The facility will indicate whether the fall/burn occurred in the preop area, intra-op area or postop area. For each of the areas, there will be an option for the facility to identify if there was no impact to the patient (interventions: no monitoring, no actions taken, no medications administered, no dressing applied, etc.), minimal impact (interventions: medication administered, dressing applied, etc.) or major impact (interventions: transfer to hospital for significant loss of blood, fracture, etc.).

This will provide more valuable information as to the harm caused to the patient and will allow ASCs to better benchmark their facility against other facilities and determine the progress made at that facility over time.

Other benchmarking programs, such as those run by state associations or other specialty organizations, might also include the collection of this data.

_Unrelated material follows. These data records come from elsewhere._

//! # Proxy Module
//!
//! Forwarding to the upstream origin and the cache-aware request handler.

pub mod handler;
pub mod upstream;

pub use handler::ProxyHandler;
pub use upstream::{HttpUpstreamClient, UpstreamClient, UpstreamResponse};
impl CacheStore {
    /// Create a store holding at most `max_entries` responses (minimum 1)
    pub fn new(max_entries: usize) -> Self {
        Self {
            inner: RwLock::new(Inner::default()),
            max_entries: max_entries.max(1),
            counters: StatsCounters::default(),
        }
    }

    pub fn max_entries(&self) -> usize {
        self.max_entries
    }

    /// Look up a live entry. Expired entries are removed and reported as absent.
    pub fn get(&self, key: &str) -> Option<Arc<CacheEntry>> {
        let expired_seq = {
            let inner = self.inner.read();
            match inner.entries.get(key) {
                None => {
                    StatsCounters::incr(&self.counters.misses, 1);
                    return None;
                }
                Some(slot) if !slot.entry.is_expired() => {
                    StatsCounters::incr(&self.counters.hits, 1);
                    return Some(Arc::clone(&slot.entry));
                }
                Some(slot) => slot.seq,
            }
        };

        let removed = {
            let mut inner = self.inner.write();
            let current = inner
                .entries
                .get(key)
                .map(|slot| (slot.seq, Arc::clone(&slot.entry)));

            match current {
                Some((seq, _)) if seq == expired_seq => inner.remove(key).is_some(),
                // replaced by a fresh insert between the two lock sections
                Some((_, entry)) if !entry.is_expired() => {
                    StatsCounters::incr(&self.counters.hits, 1);
                    return Some(entry);
                }
                _ => false,
            }
        };

        if removed {
            StatsCounters::incr(&self.counters.expirations, 1);
            metrics::record_expirations(1);
            debug!(cache_key = %key, "Removed expired cache entry");
        }
        StatsCounters::incr(&self.counters.misses, 1);
        None
    }

    /// Insert or replace an entry. A new key arriving at capacity evicts the
    /// oldest inserted key first; replacing an existing key never evicts.
    pub fn set(&self, key: impl Into<String>, entry: CacheEntry) {
        let key = key.into();
        let entry = Arc::new(entry);

        let evicted = {
            let mut inner = self.inner.write();
            let is_new = !inner.entries.contains_key(&key);
            let evicted = if is_new && inner.entries.len() >= self.max_entries {
                inner.pop_oldest()
            } else {
                None
            };
            inner.insert(key, entry);
            evicted
        };

        StatsCounters::incr(&self.counters.inserts, 1);
        if let Some(evicted_key) = evicted {
            StatsCounters::incr(&self.counters.evictions, 1);
            metrics::record_eviction();
            debug!(cache_key = %evicted_key, "Evicted oldest cache entry");
        }
    }

    /// Remove a single key, returning whether it was present
    pub fn remove(&self, key: &str) -> bool {
        self.inner.write().remove(key).is_some()
    }

    /// Empty the store, returning the number of entries dropped
    pub fn clear(&self) -> usize {
        let removed = self.inner.write().clear();
        StatsCounters::incr(&self.counters.clears, 1);
        debug!(removed, "Cache cleared");
        removed
    }

    /// Whether `key` currently maps to a live entry. Does not touch counters.
    pub fn contains_key(&self, key: &str) -> bool {
        self.inner
            .read()
            .entries
            .get(key)
            .map(|slot| !slot.entry.is_expired())
            .unwrap_or(false)
    }

    /// Entries physically held, including expired ones not yet removed
    pub fn len(&self) -> usize {
        self.inner.read().entries.len()
    }

    pub fn is_empty(&self) -> bool {
        self.len() == 0
    }

    /// Drop every expired entry, returning how many were removed
    pub fn purge_expired(&self) -> usize {
        let now = Instant::now();
        let removed = {
            let mut inner = self.inner.write();
            let expired: Vec<String> = inner
                .entries
                .iter()
                .filter(|(_, slot)| slot.entry.is_expired_at(now))
                .map(|(key, _)| key.clone())
                .collect();

            for key in &expired {
                inner.remove(key);
            }
            expired.len()
        };

        if removed > 0 {
            StatsCounters::incr(&self.counters.expirations, removed as u64);
            metrics::record_expirations(removed as u64);
            debug!(removed, "Purged expired cache entries");
        }
        removed
    }

    pub fn stats(&self) -> CacheStats {
        self.counters.snapshot(self.len(), self.max_entries)
    }

    /// Periodically purge expired entries. The task stops once the store is dropped.
    pub fn spawn_sweeper(self: &Arc<Self>, every: Duration) -> JoinHandle<()> {
        let store: Weak<Self> = Arc::downgrade(self);
        tokio::spawn(async move {
            let mut ticker = tokio::time::interval(every);
            // the first tick fires immediately
            ticker.tick().await;
            loop {
                ticker.tick().await;
                let Some(live) = store.upgrade() else {
                    break;
                };
                live.purge_expired();
            }
        })
    }
}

National Health Safety Network (NSHN)

In addition to benchmarking programs, the Centers for Disease Control and Prevention’s (CDC) NHSN portal also provides facilities with the opportunity to report on these measures through its new Outpatient Procedure Component Surveillance for Same Day Outcome Measures (OPC-SDOM) module. This reporting is voluntary. If ASCs choose to participate, they would fill out the Outpatient Procedure Component (OPC) Monthly Reporting Plan form (CDC 57.401). Participating facilities must indicate if they want data entered into NHSN to be used for “in-plan” or “off-plan” surveillance. Only in-plan data would be included in NHSN annual reports or other publications. Off-plan surveillance means the facility has decided to track a particular event solely for the facility’s internal use. A plan must be completed for every month that data is entered into NHSN, although a facility may choose “No NHSN Outpatient Reporting this month” as an option.

In addition to the monthly report, the ASC must complete an OPC Annual Facility Survey (CDC 57.400) which is used by CDC to “classify facilities for appropriate comparisons in aggregate data analyses and to learn more about common practices among ASCs.” Participating facilities must complete the annual facility survey at the time they enroll or activate the OPC and, subsequently, at the beginning of each calendar year.

The OPC-SDOM surveillance protocols, training materials, data collection forms, instructions and other supporting materials are provided on the Outpatient Procedure Component website.